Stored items
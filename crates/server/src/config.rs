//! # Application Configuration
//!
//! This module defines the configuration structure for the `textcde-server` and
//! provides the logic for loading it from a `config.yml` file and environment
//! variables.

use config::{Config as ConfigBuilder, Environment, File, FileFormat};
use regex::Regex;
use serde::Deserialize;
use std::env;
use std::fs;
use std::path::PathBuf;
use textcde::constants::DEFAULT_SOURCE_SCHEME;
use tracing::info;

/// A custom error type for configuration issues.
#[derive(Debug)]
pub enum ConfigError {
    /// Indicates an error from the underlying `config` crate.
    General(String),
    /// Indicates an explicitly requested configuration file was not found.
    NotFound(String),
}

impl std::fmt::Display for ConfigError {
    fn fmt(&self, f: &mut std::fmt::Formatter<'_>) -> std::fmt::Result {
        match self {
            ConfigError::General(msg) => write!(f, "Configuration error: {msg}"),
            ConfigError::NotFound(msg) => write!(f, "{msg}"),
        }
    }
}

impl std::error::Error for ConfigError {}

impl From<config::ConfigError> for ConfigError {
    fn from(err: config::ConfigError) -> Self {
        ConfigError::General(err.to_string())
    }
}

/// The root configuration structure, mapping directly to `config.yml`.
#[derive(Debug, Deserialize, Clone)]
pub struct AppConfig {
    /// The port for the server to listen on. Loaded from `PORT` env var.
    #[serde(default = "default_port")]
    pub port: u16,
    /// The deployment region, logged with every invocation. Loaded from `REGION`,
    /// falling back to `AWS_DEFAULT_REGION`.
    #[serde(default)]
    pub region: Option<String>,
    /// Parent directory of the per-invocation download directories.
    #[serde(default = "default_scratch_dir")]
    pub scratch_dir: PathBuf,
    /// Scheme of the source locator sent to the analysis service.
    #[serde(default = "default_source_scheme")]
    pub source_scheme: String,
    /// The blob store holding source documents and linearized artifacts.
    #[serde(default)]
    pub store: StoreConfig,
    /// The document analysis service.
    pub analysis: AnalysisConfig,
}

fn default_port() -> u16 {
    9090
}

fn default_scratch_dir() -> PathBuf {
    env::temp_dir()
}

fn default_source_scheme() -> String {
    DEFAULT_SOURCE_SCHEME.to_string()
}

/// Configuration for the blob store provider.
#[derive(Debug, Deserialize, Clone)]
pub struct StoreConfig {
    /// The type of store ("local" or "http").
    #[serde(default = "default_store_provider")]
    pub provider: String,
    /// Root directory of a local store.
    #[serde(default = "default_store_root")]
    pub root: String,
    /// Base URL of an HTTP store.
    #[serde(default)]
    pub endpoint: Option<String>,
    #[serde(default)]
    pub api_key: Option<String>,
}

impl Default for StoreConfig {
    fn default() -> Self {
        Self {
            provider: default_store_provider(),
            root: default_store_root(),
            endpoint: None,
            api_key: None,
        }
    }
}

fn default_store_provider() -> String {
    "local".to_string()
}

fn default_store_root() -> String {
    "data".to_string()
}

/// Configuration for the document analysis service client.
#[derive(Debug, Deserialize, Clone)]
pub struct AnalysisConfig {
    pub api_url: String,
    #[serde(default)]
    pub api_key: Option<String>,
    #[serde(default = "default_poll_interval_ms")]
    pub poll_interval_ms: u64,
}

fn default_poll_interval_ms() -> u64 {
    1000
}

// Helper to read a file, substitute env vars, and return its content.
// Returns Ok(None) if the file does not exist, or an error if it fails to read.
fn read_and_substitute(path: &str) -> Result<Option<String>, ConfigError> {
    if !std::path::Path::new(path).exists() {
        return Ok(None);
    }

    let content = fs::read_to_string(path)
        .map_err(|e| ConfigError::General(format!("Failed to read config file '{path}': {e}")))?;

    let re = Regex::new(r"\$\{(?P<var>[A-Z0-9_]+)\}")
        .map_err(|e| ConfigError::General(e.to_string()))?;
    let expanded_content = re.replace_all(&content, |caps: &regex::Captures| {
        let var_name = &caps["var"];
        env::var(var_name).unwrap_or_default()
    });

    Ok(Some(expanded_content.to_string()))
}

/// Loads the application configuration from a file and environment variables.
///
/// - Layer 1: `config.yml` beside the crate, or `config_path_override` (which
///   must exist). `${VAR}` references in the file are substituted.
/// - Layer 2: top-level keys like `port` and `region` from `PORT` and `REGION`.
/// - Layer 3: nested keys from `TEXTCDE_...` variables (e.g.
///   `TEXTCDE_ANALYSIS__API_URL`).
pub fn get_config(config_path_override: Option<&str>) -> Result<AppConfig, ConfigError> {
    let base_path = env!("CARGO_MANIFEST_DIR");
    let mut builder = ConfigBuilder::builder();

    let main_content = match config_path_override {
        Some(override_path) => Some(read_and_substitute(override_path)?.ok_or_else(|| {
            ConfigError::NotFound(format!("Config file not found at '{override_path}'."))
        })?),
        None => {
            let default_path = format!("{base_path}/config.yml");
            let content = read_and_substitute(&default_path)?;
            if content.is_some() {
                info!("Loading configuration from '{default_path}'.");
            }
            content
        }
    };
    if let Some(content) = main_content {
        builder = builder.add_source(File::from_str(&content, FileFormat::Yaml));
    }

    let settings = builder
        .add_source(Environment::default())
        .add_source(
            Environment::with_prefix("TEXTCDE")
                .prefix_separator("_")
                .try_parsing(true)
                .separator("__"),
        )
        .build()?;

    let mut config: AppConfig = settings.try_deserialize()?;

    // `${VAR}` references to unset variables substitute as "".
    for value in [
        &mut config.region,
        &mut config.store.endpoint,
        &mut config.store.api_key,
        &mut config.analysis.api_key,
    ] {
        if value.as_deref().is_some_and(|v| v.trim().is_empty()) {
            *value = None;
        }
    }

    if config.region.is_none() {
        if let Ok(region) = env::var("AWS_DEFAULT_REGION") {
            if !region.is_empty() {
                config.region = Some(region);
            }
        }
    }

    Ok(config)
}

What this task involves -
Identify the lines above that contain the word "caps", then copy them.

Problem solution -
    let expanded_content = re.replace_all(&content, |caps: &regex::Captures| {
        let var_name = &caps["var"];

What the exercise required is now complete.